The activist

Before Gary Nabhan ’73 was an internationally-known activist, before he won a MacArthur Foundation “Genius” grant, before he’d written or edited any of his more than 20 books, before the term “local food movement” was even coined, he was a Cornell College student. It was during the year and a half Nabhan spent on the Hilltop that he went to Washington, D.C., to work on the first-ever Earth Day in April 1970. It was also when he met Cornell biology professor Paul Christiansen, who Nabhan said was not only one of the best professors he ever had, but was one of the best people he’d ever known.

Gary Nabhan ’73
Gary Nabhan ’73

The people and the curriculum, along with Cornell’s location in the Midwest, got Nabhan thinking about the U.S. breadbasket in relation to global environmental issues, which in turn led him to start thinking about both sustainable agriculture and environmental studies.

“My time at Cornell set my path for me,” he said.

That path has led Nabhan to be one of the world’s foremost experts on sustainable agriculture and food justice. His website offers a thumbnail sketch of his career:

As the W.K. Kellogg Endowed Chair in Sustainable Food Systems at the University of Arizona Southwest Center, he works with students, faculty, and nonprofits to build a more just, nutritious, sustainable, and climate-resilient food shed spanning the U.S./Mexico border. He was among the earliest researchers to promote the use of native foods in preventing diabetes, especially in his role as a co-founder and researcher with Native Seeds/SEARCH. Gary is also personally engaged as an orchard-keeper, wild foods forager, and pollinator habitat restorationist working from his small farm in Patagonia, Arizona, near the Mexican border. He has helped forge “the radical center” for collaborative conservation among farmers, ranchers, indigenous peoples, and environmentalists in the West.

Nabhan has stayed connected to Iowa in various ways. He said he was heartened to see the rise in availability of grassfed Iowa pork, for example. Recently he was at a conference at Iowa State University that included field trips to see prairie replanting progress, and Daryl Smith, the founder of the Tallgrass Prairie Center at UNI, gave him a book on prairie restoration dedicated to Paul Christiansen.

Nabhan is a research scientist/writer/educator/activist, and he spends a tremendous amount of time thinking about the issues food producers face in a changing climate and how that impacts others as well. He sees three major issues.

First, climate change is going to marginalize the world’s poorest people even further, he said, unless there’s more of a focus on food justice and the creation of an equitable system where people can grow food locally and have access to the water and other resources they need. Some of Nabhan’s ideas include training more farmers and creating farms of various sizes, a commitment to growing diverse and locally-appropriate crops, and connecting emergency food relief agencies with local food producers, to help ensure people who are poor have access to fresh, locally-grown food.

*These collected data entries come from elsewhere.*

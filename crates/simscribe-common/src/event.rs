//! ---
//! ssc_section: "01-core-types"
//! ssc_subsection: "module"
//! ssc_type: "source"
//! ssc_scope: "code"
//! ssc_description: "Shared core types for the SimScribe workspace."
//! ssc_version: "v0.1.0"
//! ssc_owner: "tbd"
//! ---
use std::panic::Location;

use indexmap::IndexMap;

use crate::severity::Severity;

/// Value shapes a column placeholder can render.
#[derive(Debug, Clone, PartialEq)]
pub enum FieldValue {
    /// Text field, e.g. the logger name.
    Str(String),
    /// Integer field, e.g. a line number.
    Int(i64),
    /// Floating-point field, e.g. a resolved sim time before formatting.
    Float(f64),
}

impl From<&str> for FieldValue {
    fn from(value: &str) -> Self {
        FieldValue::Str(value.to_owned())
    }
}

impl From<String> for FieldValue {
    fn from(value: String) -> Self {
        FieldValue::Str(value)
    }
}

impl From<i64> for FieldValue {
    fn from(value: i64) -> Self {
        FieldValue::Int(value)
    }
}

impl From<u32> for FieldValue {
    fn from(value: u32) -> Self {
        FieldValue::Int(i64::from(value))
    }
}

impl From<f64> for FieldValue {
    fn from(value: f64) -> Self {
        FieldValue::Float(value)
    }
}

/// Code location captured at the emit call site.
///
/// Captured through `#[track_caller]` (file and line) plus `module_path!`
/// from the emit macros; there is no runtime stack walking anywhere.
#[derive(Debug, Clone, Copy)]
pub struct CallSite {
    /// Source file as reported by the compiler.
    pub file: &'static str,
    /// 1-based line number of the emit call.
    pub line: u32,
    /// Module path of the emitting code, when captured by a macro.
    pub function: Option<&'static str>,
}

impl CallSite {
    /// Capture the caller's location.
    #[track_caller]
    pub fn here() -> Self {
        let location = Location::caller();
        Self {
            file: location.file(),
            line: location.line(),
            function: None,
        }
    }

    /// Attach the emitting module path.
    pub fn with_function(mut self, function: &'static str) -> Self {
        self.function = Some(function);
        self
    }

    /// File name without its directory components.
    pub fn filename(&self) -> &'static str {
        self.file
            .rsplit(['/', '\\'])
            .next()
            .unwrap_or(self.file)
    }
}

/// Exception details attached to an event.
#[derive(Debug, Clone, PartialEq)]
pub struct ExceptionInfo {
    /// Error kind or type name.
    pub kind: String,
    /// Human-readable error message.
    pub message: String,
    /// Optional multi-line trace appended beneath the kind/message line.
    pub trace: Option<String>,
}

impl ExceptionInfo {
    /// Exception with a kind and message only.
    pub fn new(kind: impl Into<String>, message: impl Into<String>) -> Self {
        Self {
            kind: kind.into(),
            message: message.into(),
            trace: None,
        }
    }

    /// Attach a trace block.
    pub fn with_trace(mut self, trace: impl Into<String>) -> Self {
        self.trace = Some(trace.into());
        self
    }

    /// Render the block appended beneath the log line.
    pub fn render(&self) -> String {
        let mut text = format!("{}: {}", self.kind, self.message);
        if let Some(trace) = &self.trace {
            text.push('\n');
            text.push_str(trace.trim_end_matches('\n'));
        }
        text
    }
}

/// One transient log occurrence, consumed by exactly one render pass.
///
/// The `include_optional`, `prefix` and `exc_text` fields are render caches:
/// the first `format` call fills them and every later render of the same
/// event (exception text, stack text) reuses the cached values so the column
/// layout cannot shift mid-event. Events must not be shared across
/// concurrent render calls; the formatter takes `&mut LogEvent` to make that
/// a compile-time guarantee.
#[derive(Debug, Clone)]
pub struct LogEvent {
    /// Severity of the occurrence.
    pub severity: Severity,
    /// Name of the emitting logger.
    pub name: String,
    /// Rendered message text (may span multiple lines).
    pub message: String,
    /// Emit call site, when captured.
    pub call_site: Option<CallSite>,
    /// Exception attached to the event.
    pub exception: Option<ExceptionInfo>,
    /// Pre-rendered stack text attached to the event.
    pub stack: Option<String>,
    /// Dynamic attributes available to column and prefix templates.
    pub attrs: IndexMap<String, FieldValue>,
    /// Render the message as a boxed header instead of a columnar line.
    pub header: bool,
    /// Render the message as a centered divider instead of a columnar line.
    pub divider: bool,
    /// Tri-state optional-column decision; cached by the first render.
    pub include_optional: Option<bool>,
    /// Rendered prefix cache, filled by the first render.
    pub prefix: Option<String>,
    /// Rendered exception text cache, filled by the first render.
    pub exc_text: Option<String>,
}

impl LogEvent {
    /// Standard columnar event.
    pub fn new(severity: Severity, name: impl Into<String>, message: impl Into<String>) -> Self {
        Self {
            severity,
            name: name.into(),
            message: message.into(),
            call_site: None,
            exception: None,
            stack: None,
            attrs: IndexMap::new(),
            header: false,
            divider: false,
            include_optional: None,
            prefix: None,
            exc_text: None,
        }
    }

    /// Event rendered as a boxed header.
    pub fn header(name: impl Into<String>, message: impl Into<String>) -> Self {
        let mut event = Self::new(Severity::Info, name, message);
        event.header = true;
        event
    }

    /// Event rendered as a centered divider.
    pub fn divider(name: impl Into<String>, message: impl Into<String>) -> Self {
        let mut event = Self::new(Severity::Info, name, message);
        event.divider = true;
        event
    }

    /// Attach the emit call site.
    pub fn with_call_site(mut self, site: CallSite) -> Self {
        self.call_site = Some(site);
        self
    }

    /// Attach exception details.
    pub fn with_exception(mut self, exception: ExceptionInfo) -> Self {
        self.exception = Some(exception);
        self
    }

    /// Attach pre-rendered stack text.
    pub fn with_stack(mut self, stack: impl Into<String>) -> Self {
        self.stack = Some(stack.into());
        self
    }

    /// Attach a dynamic attribute visible to column and prefix templates.
    pub fn with_attr(mut self, key: impl Into<String>, value: impl Into<FieldValue>) -> Self {
        self.attrs.insert(key.into(), value.into());
        self
    }

    /// Force the optional-column decision instead of leaving it per-event.
    pub fn with_optional_columns(mut self, include: bool) -> Self {
        self.include_optional = Some(include);
        self
    }
}

#[cfg(test)]
mod tests {
    use super::*;

    #[test]
    fn call_site_reports_short_filename() {
        let site = CallSite::here();
        assert!(site.file.ends_with("event.rs"));
        assert_eq!(site.filename(), "event.rs");
        assert!(site.line > 0);
    }

    #[test]
    fn exception_renders_kind_message_and_trace() {
        let exc = ExceptionInfo::new("TimeoutError", "no response after 100ns")
            .with_trace("at dut.axi.read\nat testbench.run\n");
        assert_eq!(
            exc.render(),
            "TimeoutError: no response after 100ns\nat dut.axi.read\nat testbench.run"
        );
    }

    #[test]
    fn builder_attaches_attributes_in_order() {
        let event = LogEvent::new(Severity::Debug, "tb.dut", "sampled")
            .with_attr("channel", "axi0")
            .with_attr("beat", 7u32);
        let keys: Vec<_> = event.attrs.keys().cloned().collect();
        assert_eq!(keys, vec!["channel", "beat"]);
        assert_eq!(event.attrs["beat"], FieldValue::Int(7));
    }
}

Second, there’s a need to rebuild farm diversity in terms both of crops planted and of the animals that pollinate those crops, especially bees and butterflies. “Pollination isn’t just something that’s done by the wind and seed companies,” Nabhan said.

He’s been involved with numerous projects in the Southwest that have rebuilt habitat for species of bees and butterflies. Those insects are crucial to the natural process of pollination, but they also require other species in order to lay eggs and hatch larvae. Monarch butterflies, for example, lay their eggs exclusively on milkweed, and the caterpillars that hatch feed solely on milkweed. Droughts that have killed off milkweed have, in turn, endangered the Monarch. In January 2014 Nabhan wrote: “Our vision is that the return of formerly forgotten pollinators will not only curb the ongoing extinction of ecological relationships that plagues the continent today, but will also return economic health and well-being to the rural communities along the border that choose to be good stewards of such relationships.”

Finally, the United States’ rural-urban divide makes solving many of our food-related problems difficult. “They almost have completely different value systems,” Nabhan said. That makes understanding one another difficult. People who live in urban areas often have no idea where their food comes from, and might have only limited access to local food. Nor do they know anyone who grows food for a living, which further disconnects them from the food supply.

Places like Cornell College are where students from an urban background can get their first exposure to a rural setting, which can help heal that divide, Nabhan said.